We sat in silence for a really long time. It wasn't that it was wrong. But it had turned from our little paradise into a prison, and the fact that it was right was partly what made it so. It may be hell, but there was nowhere else to go.

"So...what do we do now?"
She shrugged. "I don't know..." We stared reflectively at the woodchips while I tried to determine by the shade of red exactly how old the bloodstains were. Fifteen years? Sixty? Two thousand?
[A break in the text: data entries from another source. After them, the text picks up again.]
impl IdentityStore for SqliteIdentityStore {
    #[instrument(skip(self), fields(operation = "find_one", backend = "sqlite", identity.id = %id))]
    fn find_one(&self, id: &IdentityId) -> Result<Option<IdentityRecord>> {
        let start = Instant::now();
        let result = self.find_one_inner(id);
        record_operation_metrics("find_one", start, status_of(&result));
        result
    }

    #[instrument(skip(self, ids), fields(operation = "find_many", backend = "sqlite", count = ids.len()))]
    fn find_many(&self, ids: &[IdentityId]) -> Result<Vec<IdentityRecord>> {
        if ids.is_empty() {
            return Ok(Vec::new());
        }
        let start = Instant::now();
        let mut hashes: Vec<String> = ids.iter().map(|id| id_hash(id.as_str())).collect();
        // Repeated ids in different chunks would otherwise return a record twice.
        hashes.sort_unstable();
        hashes.dedup();

        let result = {
            let conn = acquire_lock(&self.conn);
            Self::find_chunked(&conn, &hashes)
        };
        record_operation_metrics("find_many", start, status_of(&result));
        result
    }

    #[instrument(skip(self, filter), fields(operation = "find", backend = "sqlite"))]
    fn find(&self, filter: &IdentityFilter) -> Result<Vec<IdentityRecord>> {
        let start = Instant::now();
        let status = filter.status.map(|s| s.as_str());
        let result = {
            let conn = acquire_lock(&self.conn);
            Self::query_records(
                &conn,
                &format!(
                    "SELECT {RECORD_COLUMNS} FROM identities
                     WHERE (?1 IS NULL OR status = ?1)
                     ORDER BY created_at, id"
                ),
                &[&status],
            )
        }
        .map(|records| {
            records
                .into_iter()
                .filter(|record| filter.matches(record))
                .take(filter.limit.unwrap_or(usize::MAX))
                .collect()
        });
        record_operation_metrics("find", start, status_of(&result));
        result
    }

    #[instrument(skip(self, record), fields(operation = "insert", backend = "sqlite", identity.id = %record.id()))]
    fn insert(&self, record: IdentityRecord) -> Result<IdentityRecord> {
        let start = Instant::now();
        let result = self.insert_inner(record);
        record_operation_metrics("insert", start, status_of(&result));
        result
    }

    #[instrument(
        skip(self, mutation),
        fields(operation = "conditional_update", backend = "sqlite", identity.id = %id, mutation = mutation.kind())
    )]
    fn conditional_update(
        &self,
        id: &IdentityId,
        expected_sequence: u64,
        mutation: RecordMutation,
    ) -> Result<u64> {
        let start = Instant::now();
        let result = self.conditional_update_inner(id, expected_sequence, &mutation);
        record_operation_metrics("conditional_update", start, status_of(&result));
        result
    }
}
//! Resource-role grants.

use serde::{Deserialize, Serialize};

use super::one_or_many;
use crate::{Error, Result};

/// The only supported `generateResource` directive.
pub const GENERATE_ID: &str = "id";

/// A stored grant binding a role to zero or more resources.
///
/// A missing `resource` list means the grant is unrestricted.
#[derive(Debug, Clone, PartialEq, Eq, Hash, Serialize, Deserialize)]
#[serde(rename_all = "camelCase")]
pub struct ResourceRole {
    /// Role identifier in the role catalog.
    pub sys_role: String,

    /// Resources the grant applies to.
    #[serde(
        default,
        deserialize_with = "one_or_many::option::deserialize",
        skip_serializing_if = "Option::is_none"
    )]
    pub resource: Option<Vec<String>>,

    /// Assignment-time directive; resolved before storage and never persisted.
    #[serde(default, skip_serializing_if = "Option::is_none")]
    pub generate_resource: Option<String>,

    /// Id of the principal that granted this entry.
    #[serde(default, skip_serializing_if = "Option::is_none")]
    pub delegator: Option<String>,
}

impl ResourceRole {
    /// Creates an unrestricted grant of `sys_role`.
    #[must_use]
    pub fn new(sys_role: impl Into<String>) -> Self {
        Self {
            sys_role: sys_role.into(),
            resource: None,
            generate_resource: None,
            delegator: None,
        }
    }

    /// Restricts the grant to the given resources.
    #[must_use]
    pub fn with_resource<I, S>(mut self, resources: I) -> Self
    where
        I: IntoIterator<Item = S>,
        S: Into<String>,
    {
        self.resource = Some(resources.into_iter().map(Into::into).collect());
        self
    }

    /// Requests the `"id"` directive: the holder's own id is added to
    /// `resource` at assignment time.
    #[must_use]
    pub fn generating_id(mut self) -> Self {
        self.generate_resource = Some(GENERATE_ID.to_string());
        self
    }

    /// Records the granting principal.
    #[must_use]
    pub fn with_delegator(mut self, delegator: impl Into<String>) -> Self {
        self.delegator = Some(delegator.into());
        self
    }

    /// Returns the resource list, or `None` if unrestricted.
    #[must_use]
    pub fn resources(&self) -> Option<&[String]> {
        self.resource.as_deref()
    }

    /// Resolves the `generateResource` directive against `holder_id`.
    ///
    /// # Errors
    ///
    /// Returns [`Error::NotSupported`] for any directive other than `"id"`.
    pub fn resolve_directive(&self, holder_id: &str) -> Result<Self> {
        match self.generate_resource.as_deref() {
            None => Ok(self.clone()),
            Some(GENERATE_ID) => Ok(generate_resource(self, holder_id)),
            Some(other) => Err(Error::NotSupported(format!(
                "unknown generateResource directive '{other}' on role '{}'",
                self.sys_role
            ))),
        }
    }

    /// Merges `other`'s resources into this entry, deduplicated.
    ///
    /// An unrestricted side makes the merged entry unrestricted.
    pub fn merge_resources(&mut self, other: Option<&[String]>) {
        let Some(extra) = other else {
            self.resource = None;
            return;
        };
        if let Some(existing) = self.resource.as_mut() {
            for resource in extra {
                if !existing.contains(resource) {
                    existing.push(resource.clone());
                }
            }
        }
    }
}

/// Returns a copy of `role` with `id` inserted into its resource list and
/// the directive removed.
#[must_use]
pub fn generate_resource(role: &ResourceRole, id: &str) -> ResourceRole {
    let mut role = role.clone();
    let resources = role.resource.get_or_insert_with(Vec::new);
    if !resources.iter().any(|r| r == id) {
        resources.push(id.to_string());
    }
    role.generate_resource = None;
    role
}

/// Resolves directives on every entry.
///
/// # Errors
///
/// Returns [`Error::NotSupported`] on the first unknown directive.
pub fn resolve_directives(roles: &[ResourceRole], holder_id: &str) -> Result<Vec<ResourceRole>> {
    roles
        .iter()
        .map(|role| role.resolve_directive(holder_id))
        .collect()
}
"We could go play on the tire swing," she suggested.

So that was what we did.

5 Comments:

Blogger Tobie said...

Powerful imagery. You see, for me, it was never quite a playground. I was the girl who hovered around the sides, maybe with her face pressed against the gaps in the chain-link fence. I'd come in and play, sure, and obviously I had fun on the tire swing. And obviously, I didn't know about the bloodstains, didn't suspect about the barbed wire on the fences. But I never really made the assumptions about the playground, never ran around carefree and played in it unthinkingly. By the time I saw the bloodstains, I had long since decided that there was more to the playground than just playing, that the playground could well be a complicated and scary place.

12:22 PM  
Blogger Richard said...

That's so post-modern, I don't even know what it's not mocking.

9:53 PM  
Blogger Miri said...

it wasn't mocking anything....except certain people's noses.

4:39 PM  
Blogger Irina Tsukerman said...

Really good post. But for some reason , I'm having trouble with that tire swing...

8:58 PM  
Blogger Miri said...

so, at first I meant it to mean something but wasn't sure what exctly. then I thought, it could just be a tire swing. I mean, whoo doesn't like tire swings? but if it is symbolic, I think the closest thing it could be would be Israel. that's my current interpretation. what do you think?